I need to let NED go. Stop hanging on to him, wishing he would ask me for a dance. With how extensive my mets were, being where I am now is nice. NED is no evidence of disease, meaning no visable tumors – not cured when you have Stage IV metastatic breast cancer, but when you beat them back that far, sometimes it can take the cancer extra long to come back swinging. It is also rare.
This is my first scan after kicking back the cancer majorly between my December scans and April. I know it has to stabilize somewhere and that looks like what is mostly going on now.
I had uptake in my spine again, so my spine doesn’t look completely inactive anymore – but when we look at the previous scan it doesn’t look wildly more active than it did before in April. I had a lung nodule that looks like it grew 2 mm and the rest look stable. Overall we are calling me stable. Nothing wildly new, eyeballing things they look close to the same visually to previous scan. A lung nodule measurement can vary a tidge based on how it is measured. I don’t like seeing activity in my spine (who would), but it doesn’t look like the scaryness it was in December. My poor spine looks like swiss cheese though (where tumors were, where they might be).
I have some new plueral thickening at the base of both of my lungs. My lungs have been irritated lately, not sure if it is cancer related or crappy air related. We will see. I am having adventures with my insurance and Advair, so I need to go see my primary care doctor and get back on it and see if they can be less cough-tacular.
My tumor counts dropped 2 points, from 29 to 27. So I am looking stable there too – so now the BIG question. Can I stay stable off of chemo. We are taking Taxotere out today and I am staying on the Perjeta and Herceptin. We are also adding Letrazole back into the mix (blocking estrogen access for the tumors). My lung nodules haven’t responded much, they did a bit to the chemo, but I still think they are my original cancer – which means it isn’t HER2+ (which is what we have been treating primarily). Of course we can’t prove that (with shrinkage from Taxotere, they are extra hard to biopsy). Since I have HER2+ cells means that is my primary cancer type we treat (it is the meaner fasting growing piece).

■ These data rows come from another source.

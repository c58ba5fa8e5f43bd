use crate::aggregate::AggregateViews;
use crate::authors::AuthorNormalizer;
use crate::config::AnalyzerConfig;
use crate::discover::RepositoryLocator;
use crate::error::{ContribError, Result};
use crate::git::{CommitExtractor, Git};
use crate::model::{CommitRecord, DiscoveredRepository, RepositoryRef};
use indicatif::{ParallelProgressIterator, ProgressBar, ProgressStyle};
use rayon::prelude::*;
use tracing::{dispatcher, error, info, Dispatch};

/// Outcome of one repository's extraction.
enum RepositoryOutcome {
    NotRepository,
    Empty,
    Records(Vec<CommitRecord>),
    Failed,
}

/// The combined dataset of one run plus everything derived from it.
#[derive(Debug, Clone)]
pub struct Analysis {
    pub dataset: Vec<CommitRecord>,
    pub views: AggregateViews,
    pub repositories_scanned: usize,
    pub repositories_with_data: usize,
    pub repositories_failed: usize,
}

/// Runs discovery, extraction, and aggregation. Logging goes to the dispatch handed in at
/// construction, on the calling thread and on every worker.
pub struct Analyzer {
    config: AnalyzerConfig,
    git: Git,
    normalizer: AuthorNormalizer,
    dispatch: Dispatch,
    show_progress: bool,
}

impl Analyzer {
    pub fn new(config: AnalyzerConfig, dispatch: Dispatch) -> Self {
        let git = Git::new(config.git.program.clone(), config.git.timeout);
        let normalizer = AuthorNormalizer::new(&config.authors);
        Self {
            config,
            git,
            normalizer,
            dispatch,
            show_progress: true,
        }
    }

    pub fn show_progress(mut self, show_progress: bool) -> Self {
        self.show_progress = show_progress;
        self
    }

    pub fn config(&self) -> &AnalyzerConfig {
        &self.config
    }

    /// Repository discovery only, with each candidate's repository status.
    pub fn discover(&self) -> Vec<DiscoveredRepository> {
        dispatcher::with_default(&self.dispatch, || {
            RepositoryLocator::new(&self.git, &self.config.repositories)
                .locate()
                .into_iter()
                .map(|repo| DiscoveredRepository {
                    is_repository: self.git.is_repository(repo.path()),
                    path: repo.path,
                    name: repo.name,
                })
                .collect()
        })
    }

    pub fn run(&self) -> Result<Analysis> {
        dispatcher::with_default(&self.dispatch, || self.run_scoped())
    }

    fn run_scoped(&self) -> Result<Analysis> {
        let window = self.config.window;
        info!(
            "Analyzing repositories for commits between {} and {}",
            window.since.format("%Y-%m-%d"),
            window.until.format("%Y-%m-%d")
        );

        let repositories = RepositoryLocator::new(&self.git, &self.config.repositories).locate();
        if repositories.is_empty() {
            info!("No repositories found under the configured roots");
            return Err(ContribError::NoData);
        }

        info!("Gathering statistics from {} repositories", repositories.len());
        let outcomes = self.extract_all(&repositories)?;

        let mut dataset = Vec::new();
        let mut with_data = 0;
        let mut failed = 0;
        for (repo, outcome) in repositories.iter().zip(outcomes) {
            match outcome {
                RepositoryOutcome::Records(records) => {
                    with_data += 1;
                    dataset.extend(records);
                }
                RepositoryOutcome::Failed => failed += 1,
                RepositoryOutcome::NotRepository | RepositoryOutcome::Empty => {
                    info!("No commits found in {}", repo.name);
                }
            }
        }

        if dataset.is_empty() {
            error!("No data found in any repository.");
            return Err(ContribError::NoData);
        }

        info!(
            "Collected {} commits from {} of {} repositories",
            dataset.len(),
            with_data,
            repositories.len()
        );

        let views = AggregateViews::from_dataset(&dataset);
        Ok(Analysis {
            dataset,
            views,
            repositories_scanned: repositories.len(),
            repositories_with_data: with_data,
            repositories_failed: failed,
        })
    }

    fn extract_all(&self, repositories: &[RepositoryRef]) -> Result<Vec<RepositoryOutcome>> {
        let pool = rayon::ThreadPoolBuilder::new()
            .num_threads(self.config.git.jobs())
            .build()
            .map_err(|e| ContribError::Config(format!("Failed to start worker pool: {e}")))?;

        let pb = if self.show_progress {
            ProgressBar::new(repositories.len() as u64)
        } else {
            ProgressBar::hidden()
        };
        pb.set_style(
            ProgressStyle::default_bar()
                .template("{spinner:.green} [{bar:30.cyan/blue}] {pos}/{len} repositories {msg}")
                .unwrap_or_else(|_| ProgressStyle::default_bar()),
        );

        let extractor = CommitExtractor::new(&self.git, self.config.window, &self.normalizer)
            .stats_mode(self.config.git.stats_mode)
            .include_merges(self.config.git.include_merges);

        let outcomes: Vec<RepositoryOutcome> = pool.install(|| {
            repositories
                .par_iter()
                .progress_with(pb.clone())
                .map(|repo| dispatcher::with_default(&self.dispatch, || self.extract_one(&extractor, repo)))
                .collect()
        });

        pb.finish_and_clear();
        Ok(outcomes)
    }

    fn extract_one(&self, extractor: &CommitExtractor<'_>, repo: &RepositoryRef) -> RepositoryOutcome {
        if !self.git.is_repository(repo.path()) {
            info!("Not a git repository: {}", repo.path().display());
            return RepositoryOutcome::NotRepository;
        }

        match extractor.extract(repo) {
            Ok(records) if records.is_empty() => RepositoryOutcome::Empty,
            Ok(records) => {
                info!("Successfully analyzed {} ({} commits)", repo.name, records.len());
                RepositoryOutcome::Records(records)
            }
            Err(e) => {
                error!("Error getting stats for {}: {e}", repo.path().display());
                RepositoryOutcome::Failed
            }
        }
    }
}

So, no chemo today (Taxotere). It makes me a little nervous, but I need a break, I am getting weaker, I have less energy and I am tired of being sick. We can always add it back in. Not that we want to, but it is always an option. I am ready to try to see what happens without it, and adding an estrogen blocker back into the mix add mental comfort (although it makes it much harder to figure out what stopped working when the cancer starts to grow again).
So – the news is “stable-ish, lets take a chance and drop the chemo.”